→ Work item
Set down exactly the lines in the records below that run from the line with "fn sampler_writes(h: &Harness)" to the line with "let view = h.backend.texture(texture).unwrap().view();", inclusive, and nothing more.
==================================================
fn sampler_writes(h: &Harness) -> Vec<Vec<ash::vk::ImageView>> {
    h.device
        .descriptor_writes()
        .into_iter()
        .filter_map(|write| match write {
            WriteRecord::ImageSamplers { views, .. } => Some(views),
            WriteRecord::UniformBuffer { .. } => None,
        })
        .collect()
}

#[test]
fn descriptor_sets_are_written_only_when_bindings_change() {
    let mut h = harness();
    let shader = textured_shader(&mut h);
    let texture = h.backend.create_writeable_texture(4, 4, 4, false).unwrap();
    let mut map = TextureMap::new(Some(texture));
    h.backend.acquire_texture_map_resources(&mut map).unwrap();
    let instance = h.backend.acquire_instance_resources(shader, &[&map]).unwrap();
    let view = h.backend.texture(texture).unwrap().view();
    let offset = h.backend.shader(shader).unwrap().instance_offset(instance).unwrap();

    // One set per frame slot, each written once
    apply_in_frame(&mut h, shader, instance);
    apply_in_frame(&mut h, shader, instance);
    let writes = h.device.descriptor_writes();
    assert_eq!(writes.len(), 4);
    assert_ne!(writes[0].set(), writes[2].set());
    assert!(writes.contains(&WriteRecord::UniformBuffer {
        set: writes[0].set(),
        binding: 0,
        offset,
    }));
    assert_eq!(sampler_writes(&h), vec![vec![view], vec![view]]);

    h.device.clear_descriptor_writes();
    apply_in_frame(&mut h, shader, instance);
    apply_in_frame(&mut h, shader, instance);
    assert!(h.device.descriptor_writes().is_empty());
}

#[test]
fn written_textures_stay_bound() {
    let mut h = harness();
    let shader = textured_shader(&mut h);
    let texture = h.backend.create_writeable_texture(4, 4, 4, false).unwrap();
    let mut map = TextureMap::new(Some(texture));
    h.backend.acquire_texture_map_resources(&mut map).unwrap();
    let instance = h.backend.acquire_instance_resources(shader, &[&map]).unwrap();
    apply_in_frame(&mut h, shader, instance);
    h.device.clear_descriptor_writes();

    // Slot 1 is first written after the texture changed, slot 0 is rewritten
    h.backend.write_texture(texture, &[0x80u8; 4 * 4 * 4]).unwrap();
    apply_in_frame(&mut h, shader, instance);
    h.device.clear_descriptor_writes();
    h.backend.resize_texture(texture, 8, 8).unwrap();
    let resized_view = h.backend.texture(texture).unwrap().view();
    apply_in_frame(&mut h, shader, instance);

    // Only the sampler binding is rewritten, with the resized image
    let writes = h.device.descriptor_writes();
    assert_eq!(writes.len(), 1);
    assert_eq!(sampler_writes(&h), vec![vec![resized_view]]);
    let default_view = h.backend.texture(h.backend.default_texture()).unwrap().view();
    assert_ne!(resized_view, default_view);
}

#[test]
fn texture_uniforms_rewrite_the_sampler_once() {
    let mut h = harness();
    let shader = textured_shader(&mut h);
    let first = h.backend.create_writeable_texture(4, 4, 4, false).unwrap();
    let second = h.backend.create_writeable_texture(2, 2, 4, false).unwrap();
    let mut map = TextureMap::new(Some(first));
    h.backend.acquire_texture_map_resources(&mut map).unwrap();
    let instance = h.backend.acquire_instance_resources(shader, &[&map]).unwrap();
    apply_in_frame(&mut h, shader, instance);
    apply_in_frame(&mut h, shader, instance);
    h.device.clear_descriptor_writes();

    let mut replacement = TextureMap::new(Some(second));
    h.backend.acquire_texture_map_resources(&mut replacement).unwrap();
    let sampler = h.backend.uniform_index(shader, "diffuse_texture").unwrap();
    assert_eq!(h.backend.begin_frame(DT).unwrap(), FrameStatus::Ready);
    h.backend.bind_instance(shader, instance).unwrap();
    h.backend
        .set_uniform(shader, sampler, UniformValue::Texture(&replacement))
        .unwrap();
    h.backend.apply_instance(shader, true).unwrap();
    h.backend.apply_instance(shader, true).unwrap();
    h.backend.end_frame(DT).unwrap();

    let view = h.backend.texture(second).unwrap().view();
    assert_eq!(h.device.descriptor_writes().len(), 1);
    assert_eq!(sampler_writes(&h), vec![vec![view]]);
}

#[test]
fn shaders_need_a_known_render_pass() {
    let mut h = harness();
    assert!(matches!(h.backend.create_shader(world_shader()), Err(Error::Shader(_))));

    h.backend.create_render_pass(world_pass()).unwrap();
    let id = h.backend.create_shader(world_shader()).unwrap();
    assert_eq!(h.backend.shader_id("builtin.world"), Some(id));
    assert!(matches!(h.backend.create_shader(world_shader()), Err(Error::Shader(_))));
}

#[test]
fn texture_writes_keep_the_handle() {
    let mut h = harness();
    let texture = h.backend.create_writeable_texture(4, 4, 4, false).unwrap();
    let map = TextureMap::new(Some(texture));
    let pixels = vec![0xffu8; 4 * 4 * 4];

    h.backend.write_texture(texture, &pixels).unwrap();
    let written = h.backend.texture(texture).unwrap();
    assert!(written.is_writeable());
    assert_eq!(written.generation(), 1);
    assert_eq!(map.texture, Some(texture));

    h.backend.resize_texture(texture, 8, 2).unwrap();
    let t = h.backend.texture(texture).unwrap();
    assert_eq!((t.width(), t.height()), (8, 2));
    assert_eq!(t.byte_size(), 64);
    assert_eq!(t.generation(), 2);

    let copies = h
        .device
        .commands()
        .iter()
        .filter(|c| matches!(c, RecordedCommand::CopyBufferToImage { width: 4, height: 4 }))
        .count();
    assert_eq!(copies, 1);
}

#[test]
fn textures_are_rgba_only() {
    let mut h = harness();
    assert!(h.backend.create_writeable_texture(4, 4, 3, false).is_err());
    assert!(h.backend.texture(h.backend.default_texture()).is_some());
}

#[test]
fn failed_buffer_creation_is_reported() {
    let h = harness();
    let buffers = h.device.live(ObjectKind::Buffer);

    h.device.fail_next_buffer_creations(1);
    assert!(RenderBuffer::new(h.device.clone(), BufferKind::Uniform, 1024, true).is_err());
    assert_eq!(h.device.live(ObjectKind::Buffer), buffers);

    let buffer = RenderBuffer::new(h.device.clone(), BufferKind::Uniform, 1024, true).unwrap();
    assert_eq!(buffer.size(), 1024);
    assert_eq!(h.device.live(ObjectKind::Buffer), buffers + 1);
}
==================================================
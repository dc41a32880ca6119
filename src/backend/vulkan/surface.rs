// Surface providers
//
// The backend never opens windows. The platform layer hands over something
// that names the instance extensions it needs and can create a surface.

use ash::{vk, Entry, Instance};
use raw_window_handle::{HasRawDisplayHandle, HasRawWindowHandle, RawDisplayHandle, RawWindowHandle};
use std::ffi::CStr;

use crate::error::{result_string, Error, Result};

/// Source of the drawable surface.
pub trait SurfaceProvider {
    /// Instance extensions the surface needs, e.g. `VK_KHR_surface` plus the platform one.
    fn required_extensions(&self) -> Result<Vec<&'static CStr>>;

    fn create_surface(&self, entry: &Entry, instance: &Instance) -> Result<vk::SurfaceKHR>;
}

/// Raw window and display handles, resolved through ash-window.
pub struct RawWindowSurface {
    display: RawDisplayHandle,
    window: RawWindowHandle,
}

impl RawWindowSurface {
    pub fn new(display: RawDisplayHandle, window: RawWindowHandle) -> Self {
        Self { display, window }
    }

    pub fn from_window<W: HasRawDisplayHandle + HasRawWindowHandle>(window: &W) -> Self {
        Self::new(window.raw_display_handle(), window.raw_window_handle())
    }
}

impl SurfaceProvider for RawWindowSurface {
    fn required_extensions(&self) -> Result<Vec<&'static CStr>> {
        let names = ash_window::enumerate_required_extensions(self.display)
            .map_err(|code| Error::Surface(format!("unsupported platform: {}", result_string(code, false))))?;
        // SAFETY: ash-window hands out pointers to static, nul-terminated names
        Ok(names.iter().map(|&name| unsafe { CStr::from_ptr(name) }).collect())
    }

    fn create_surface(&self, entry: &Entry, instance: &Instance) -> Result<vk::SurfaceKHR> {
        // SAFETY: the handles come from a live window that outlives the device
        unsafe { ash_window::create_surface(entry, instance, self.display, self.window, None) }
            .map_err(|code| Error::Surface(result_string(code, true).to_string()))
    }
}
==================================================
→ Answer for this exercise
fn sampler_writes(h: &Harness) -> Vec<Vec<ash::vk::ImageView>> {
    h.device
        .descriptor_writes()
        .into_iter()
        .filter_map(|write| match write {
            WriteRecord::ImageSamplers { views, .. } => Some(views),
            WriteRecord::UniformBuffer { .. } => None,
        })
        .collect()
}

#[test]
fn descriptor_sets_are_written_only_when_bindings_change() {
    let mut h = harness();
    let shader = textured_shader(&mut h);
    let texture = h.backend.create_writeable_texture(4, 4, 4, false).unwrap();
    let mut map = TextureMap::new(Some(texture));
    h.backend.acquire_texture_map_resources(&mut map).unwrap();
    let instance = h.backend.acquire_instance_resources(shader, &[&map]).unwrap();
    let view = h.backend.texture(texture).unwrap().view();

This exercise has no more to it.